また、2019年度には売上高2,400億円、営業利益20億円と、通期での黒字転換を見込むほか、2020年度には売上高3,400億円、営業利益70億円という計画だ。
2019年度を本当の意味でのスタートだとすれば、1年目に黒字化、2年目には、2018年度比で売上高倍増という意欲的な構想だ。
国内PC市場は、Windows 7のサポート終了に伴う買い替え需要や、消費増税前の駆け込み需要などが想定され、当面は成長局面が見込まれている。だが、Dynabookが目指すような高い市場成長ではない。同社では、業界平均を大きく上回る成長を見込んでいるのだ。
だが、石田会長は、「東芝ブランドのPCが持っているシェアは全世界でわずか1%。この市場において、シェアや出荷台数を増やすことは難しくない」と言い切る。 とくに海外市場での展開を、急成長の原動力に位置づける。
「プレミアム機」や「アジア攻略機」で海外へ再参入
今回発表された計画では、北米においては、2020年までに年平均成長率131%増の目標を掲げ、欧州では同93%増、日本でも同27%増を目指す。これにより、現在の海外売上比率22%を、42%にまで高める。
海外では、東芝ブランドのPCは人気が高いが、dynabookに関しては、北米で商標権が取れなかったことなどもあり、海外ブランドとしては使用していなかった。
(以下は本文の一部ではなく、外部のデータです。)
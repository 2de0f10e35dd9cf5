//! 内存事件表

use chrono::NaiveDateTime;
use parking_lot::Mutex;

use super::{CrossingEvent, Direction, EventSink, Summary};
use crate::detection::TrackId;
use crate::error::SinkError;

#[derive(Default)]
pub struct MemorySink {
    events: Mutex<Vec<CrossingEvent>>,
}

impl MemorySink {
    pub fn new() -> Self {
        Self::default()
    }

    /// 全部事件 (按写入顺序)
    pub fn events(&self) -> Vec<CrossingEvent> {
        self.events.lock().clone()
    }

    pub fn len(&self) -> usize {
        self.events.lock().len()
    }

    pub fn is_empty(&self) -> bool {
        self.len() == 0
    }
}

impl EventSink for MemorySink {
    fn append_event(
        &self,
        direction: Direction,
        track_id: TrackId,
        timestamp: NaiveDateTime,
    ) -> Result<CrossingEvent, SinkError> {
        let mut events = self.events.lock();
        let event = CrossingEvent {
            id: events.len() as u64 + 1,
            timestamp,
            direction,
            track_id,
        };
        events.push(event.clone());
        Ok(event)
    }

    fn summary(&self) -> Result<Summary, SinkError> {
        let mut summary = Summary::default();
        for event in self.events.lock().iter() {
            summary.record(event.direction);
        }
        Ok(summary)
    }

    fn recent(&self, limit: usize) -> Result<Vec<CrossingEvent>, SinkError> {
        Ok(self.events.lock().iter().rev().take(limit).cloned().collect())
    }
}

#[cfg(test)]
mod tests {
    use super::*;

    #[test]
    fn ids_increment_and_recent_is_newest_first() {
        let sink = MemorySink::new();
        let now = chrono::Local::now().naive_local();
        sink.append_event(Direction::In, 1, now).unwrap();
        sink.append_event(Direction::In, 2, now).unwrap();
        let last = sink.append_event(Direction::Out, 3, now).unwrap();
        assert_eq!(last.id, 3);

        let recent = sink.recent(2).unwrap();
        assert_eq!(
            recent.iter().map(|e| e.track_id).collect::<Vec<_>>(),
            vec![3, 2]
        );
        assert_eq!(
            sink.summary().unwrap(),
            Summary {
                in_total: 2,
                out_total: 1
            }
        );
    }
}
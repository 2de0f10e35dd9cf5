// 构建脚本: 链接FFmpeg依赖库 (仅 ffmpeg 功能开启时)
fn main() {
    println!("cargo:rerun-if-changed=build.rs");

    if std::env::var_os("CARGO_FEATURE_FFMPEG").is_none() {
        return;
    }

    // 仅在Windows MSVC环境下添加FFmpeg相关库
    let target_os = std::env::var("CARGO_CFG_TARGET_OS").unwrap_or_default();
    let target_env = std::env::var("CARGO_CFG_TARGET_ENV").unwrap_or_default();
    if target_os == "windows" && target_env == "msvc" {
        // Intel QSV (Quick Sync Video) 硬件加速
        println!("cargo:rustc-link-lib=dylib=libmfx");

        // OLE 自动化和VFW (DirectShow 摄像头)
        println!("cargo:rustc-link-lib=dylib=oleaut32");
        println!("cargo:rustc-link-lib=dylib=vfw32");
    }
}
その点で海外市場においては、新ブランドでの製品投入という言い方もできる。
Dynabookは、欧米やアジア市場への再展開を見越して「プレミアム機」や「アジア攻略機」を、ノートPCカテゴリに用意する計画を明らかにしたが、こうした製品ラインアップの強化とともに、ブランド戦略をいかに遂行し、認知度を高めることができるかが、海外市場での成否を左右する。
鴻海グループの強力な販売網を活かせるか
しかし、これまでの東芝時代とは異なるのが、シャープの親会社である鴻海グループの力を活用できるという点だ。
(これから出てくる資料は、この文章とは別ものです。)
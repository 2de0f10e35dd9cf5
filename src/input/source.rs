//! 采集线程 + 最新帧缓存
//!
//! 状态机: Stopped → Running (start 成功) → Stopped (stop); 没有暂停状态.
//! 下游消费慢时中间帧被静默覆盖, 实时计数只关心最新一帧.

use std::sync::atomic::{AtomicBool, Ordering};
use std::sync::Arc;
use std::thread::{self, JoinHandle};
use std::time::Duration;

use parking_lot::Mutex;
use tracing::{error, info, warn};

use super::device::{CaptureDevice, CaptureSettings};
use super::frame::Frame;
use crate::error::DeviceError;

/// 采集失败后的退避时间
const RETRY_BACKOFF: Duration = Duration::from_millis(50);
/// 成功采集后让出CPU
const CAPTURE_YIELD: Duration = Duration::from_millis(5);

enum SourceState {
    Stopped(Box<dyn CaptureDevice>),
    Running(JoinHandle<Box<dyn CaptureDevice>>),
    /// 采集线程 panic, 设备已丢失
    Lost,
}

/// 单槽帧源 (摄像头采集线程 + 最新帧)
pub struct FrameSource {
    settings: CaptureSettings,
    latest: Arc<Mutex<Option<Frame>>>,
    running: Arc<AtomicBool>,
    state: Mutex<SourceState>,
}

impl FrameSource {
    pub fn new(device: Box<dyn CaptureDevice>, settings: CaptureSettings) -> Self {
        Self {
            settings,
            latest: Arc::new(Mutex::new(None)),
            running: Arc::new(AtomicBool::new(false)),
            state: Mutex::new(SourceState::Stopped(device)),
        }
    }

    /// 打开设备并启动采集线程; 已在运行时直接返回成功
    pub fn start(&self) -> Result<(), DeviceError> {
        let mut state = self.state.lock();

        let mut device = match std::mem::replace(&mut *state, SourceState::Lost) {
            SourceState::Stopped(device) => device,
            running @ SourceState::Running(_) => {
                *state = running;
                return Ok(());
            }
            SourceState::Lost => return Err(DeviceError::Disconnected),
        };

        if let Err(e) = device.open(&self.settings) {
            error!(device = %device.name(), error = %e, "❌ 摄像头无法打开");
            *state = SourceState::Stopped(device);
            return Err(e);
        }

        *self.latest.lock() = None;
        self.running.store(true, Ordering::Release);

        let name = device.name();
        let latest = Arc::clone(&self.latest);
        let running = Arc::clone(&self.running);
        let spawned = thread::Builder::new()
            .name("frame-source".into())
            .spawn(move || capture_loop(device, latest, running));

        match spawned {
            Ok(handle) => {
                *state = SourceState::Running(handle);
                info!(
                    device = %name,
                    width = self.settings.width,
                    height = self.settings.height,
                    fps = self.settings.fps,
                    "🎥 采集线程已启动"
                );
                Ok(())
            }
            Err(e) => {
                // 设备随闭包一起丢弃
                self.running.store(false, Ordering::Release);
                Err(DeviceError::Open {
                    device: name,
                    reason: format!("capture thread spawn failed: {e}"),
                })
            }
        }
    }

    /// 返回最新帧的副本, 尚无帧时返回 None; 永不阻塞等待新帧
    pub fn read(&self) -> Option<Frame> {
        self.latest.lock().clone()
    }

    /// 停止采集并释放设备, 可重复调用
    pub fn stop(&self) {
        let mut state = self.state.lock();
        self.running.store(false, Ordering::Release);

        match std::mem::replace(&mut *state, SourceState::Lost) {
            SourceState::Running(handle) => {
                match handle.join() {
                    Ok(device) => *state = SourceState::Stopped(device),
                    Err(_) => error!("❌ 采集线程异常退出, 设备丢失"),
                }
                *self.latest.lock() = None;
                info!("CameraStream stopped");
            }
            other => *state = other,
        }
    }

    pub fn is_running(&self) -> bool {
        matches!(&*self.state.lock(), SourceState::Running(_))
    }

    pub fn settings(&self) -> &CaptureSettings {
        &self.settings
    }

    /// 直接写入最新帧 (测试用)
    #[cfg(test)]
    pub(crate) fn store(&self, frame: Frame) {
        *self.latest.lock() = Some(frame);
    }
}

impl Drop for FrameSource {
    fn drop(&mut self) {
        self.stop();
    }
}

/// 采集循环: 失败时退避重试, 只有 stop() 能结束它
fn capture_loop(
    mut device: Box<dyn CaptureDevice>,
    latest: Arc<Mutex<Option<Frame>>>,
    running: Arc<AtomicBool>,
) -> Box<dyn CaptureDevice> {
    let mut sequence = 0u64;
    let mut failures = 0u64;

    while running.load(Ordering::Acquire) {
        match device.grab() {
            Ok(image) => {
                if failures > 0 {
                    info!(failures, "✅ 采集恢复");
                    failures = 0;
                }
                sequence += 1;
                *latest.lock() = Some(Frame::new(image, sequence));
                thread::sleep(CAPTURE_YIELD);
            }
            Err(e) => {
                failures += 1;
                // 连续失败时降低日志频率
                if failures == 1 || failures % 100 == 0 {
                    warn!(failures, error = %e, "⚠️ 采集失败, 稍后重试");
                }
                thread::sleep(RETRY_BACKOFF);
            }
        }
    }

    device.release();
    device
}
実際、シャープの液晶テレビは、2016年度には年間550万台の出荷に留まっていたものを、2017年度には、1000万台の出荷規模に倍増させた経緯がある。この背景には、鴻海グループの販売網の積極的な活用が見逃せない。こうした「鴻海マジック」ともいえる手法が持ち込まれれば、海外におけるdynabookの販売にも大きな弾みがつくことになる。
Dynabookが置かれた環境は、これまでとは大きく異なる。意欲的すぎるともいえる成長戦略も、以前の体制では多くの人が否定的であったろうが、新たな体制によって、現実味を帯びて感じられるのも確かだ。
ちなみに、石田会長は、ソニー時代にVAIO事業を統括していた経緯がある。鴻海グループの後ろ盾、シャープが復活した経営手法の採用、VAIOを成功に導いた石田会長の手腕が重なりあって、Dynabookが復活の道を歩むことになる。